Jay Heikes’s work is complicated and hard to pin down, which I have always liked about his approach. He has consistently paid keen attention to art history and materiality in his work, and is primarily interested in the alchemical effects of mixing different media. In a recent interview, he discussed his beautiful works on paper from the Music for Minor Planets series, describing them as a way to represent musical scores in an abstract way, specifically referencing John Cage and 1960s Japanese avant-garde artists.

MISAKI KAWAI
Nice Goods, 2015 
Eric Firestone Gallery
kawai

I remember seeing Misaki’s wildly vibrant pop sculptures and paintings years ago in New York at Clementine Gallery and Deitch Projects.
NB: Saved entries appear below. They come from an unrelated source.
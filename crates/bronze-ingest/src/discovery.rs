//! File discovery for landing folders.

use bronze_common::{ObjectMeta, ObjectPath, Storage, StorageLocation};
use tracing::{info, warn};

use crate::error::Result;

/// A CSV file found in the landing zone.
#[derive(Debug, Clone, PartialEq, Eq)]
pub struct LandingFile {
    /// Object path inside the landing store.
    pub path: ObjectPath,
    /// Full URI, used for lineage and log output.
    pub uri: String,
    /// File name without directories.
    pub name: String,
    pub size: u64,
}

/// Non-empty list of discovered CSV files.
#[derive(Debug, Clone, PartialEq, Eq)]
pub struct LandingFiles {
    files: Vec<LandingFile>,
}

impl LandingFiles {
    pub fn count(&self) -> usize {
        self.files.len()
    }

    pub fn iter(&self) -> std::slice::Iter<'_, LandingFile> {
        self.files.iter()
    }

    pub fn as_slice(&self) -> &[LandingFile] {
        &self.files
    }
}

impl<'a> IntoIterator for &'a LandingFiles {
    type Item = &'a LandingFile;
    type IntoIter = std::slice::Iter<'a, LandingFile>;

    fn into_iter(self) -> Self::IntoIter {
        self.files.iter()
    }
}

/// Resolves a landing path that may end in a `*` glob to its directory.
pub fn landing_location(pattern: &str) -> bronze_common::Result<StorageLocation> {
    StorageLocation::parse(pattern.trim_end_matches('*'))
}

/// Lists CSV files directly in the storage root and in its immediate subfolders.
///
/// Deeper folders are not visited. Returns `None` when nothing was found so the
/// caller can decide whether an empty landing zone is fatal.
pub async fn discover_csv_files(storage: &Storage) -> Result<Option<LandingFiles>> {
    let listing = storage.list_dir(storage.root()).await?;
    let mut files = Vec::new();

    for file in csv_objects(storage, listing.objects) {
        info!(path = %file.uri, file = %file.name, "found CSV in base directory");
        files.push(file);
    }

    let mut folders = listing.common_prefixes;
    folders.sort();
    for folder in folders {
        info!(folder = %storage.uri(&folder), "listing files in folder");
        let nested = storage.list_dir(&folder).await?;
        for file in csv_objects(storage, nested.objects) {
            info!(path = %file.uri, file = %file.name, "found CSV file");
            files.push(file);
        }
    }

    if files.is_empty() {
        warn!(
            location = %storage.location(),
            "no CSV files found; check that files were delivered to the landing zone"
        );
        return Ok(None);
    }
    Ok(Some(LandingFiles { files }))
}

fn csv_objects(storage: &Storage, objects: Vec<ObjectMeta>) -> Vec<LandingFile> {
    let mut files: Vec<LandingFile> = objects
        .into_iter()
        .filter_map(|meta| {
            let name = meta.location.filename()?.to_string();
            is_csv(&name).then(|| LandingFile {
                uri: storage.uri(&meta.location),
                path: meta.location,
                name,
                size: u64::try_from(meta.size).unwrap_or(u64::MAX),
            })
        })
        .collect();
    files.sort_by(|a, b| a.path.cmp(&b.path));
    files
}

fn is_csv(name: &str) -> bool {
    name.len() > 4
        && name
            .get(name.len() - 4..)
            .is_some_and(|ext| ext.eq_ignore_ascii_case(".csv"))
}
The work is zany, humorous, and idiosyncratic, and combines elements of both classic American Pop painting in her references to consumerist culture but also to the flat painting technique of the more recent Japanese ‘superflat’ artists like Murakami. This painting makes me laugh out loud.

FLORIAN MEISENBERG
Somewhere Sideways, 2015
daata
florian

I had seen Florian’s paintings in Miami a few years ago with Jan Wentrup, but didn’t start to understand what I was looking at until his recent exhibition at Simone Subal. Meisenberg uses painting, sculpture, and video to explore issues around the transmission of analog versus digital data. I love his large, minimal paintings with simple, symbolic gestures like small dabs of paint in the form of actual SIM cards. At NADA, Meisenberg is represented by Daata Editions, a new online platform, which has commissioned him to make new video-based works, viewable only via downloading digital files. 

BRIE RUAIS
Push Ahead, Turn 180 degrees, Repeat (132 lbs., Yellow and Violet), 2014
Nicole Klagsbrun Gallery
ruais

There is a lot of activity in the ceramics sphere right now, and Brie Ruais is among the most interesting artists working with this material. In addition to being beautifully fired and glazed, the work has an aggressive, performative aspect to it, with the large scale of the work often related to her own body weight. The final sculptures are sometimes broken up, with the center displayed on the floor or on an adjacent wall. Ruais is an artist pushing this medium’s boundaries and I always want to see what she does next.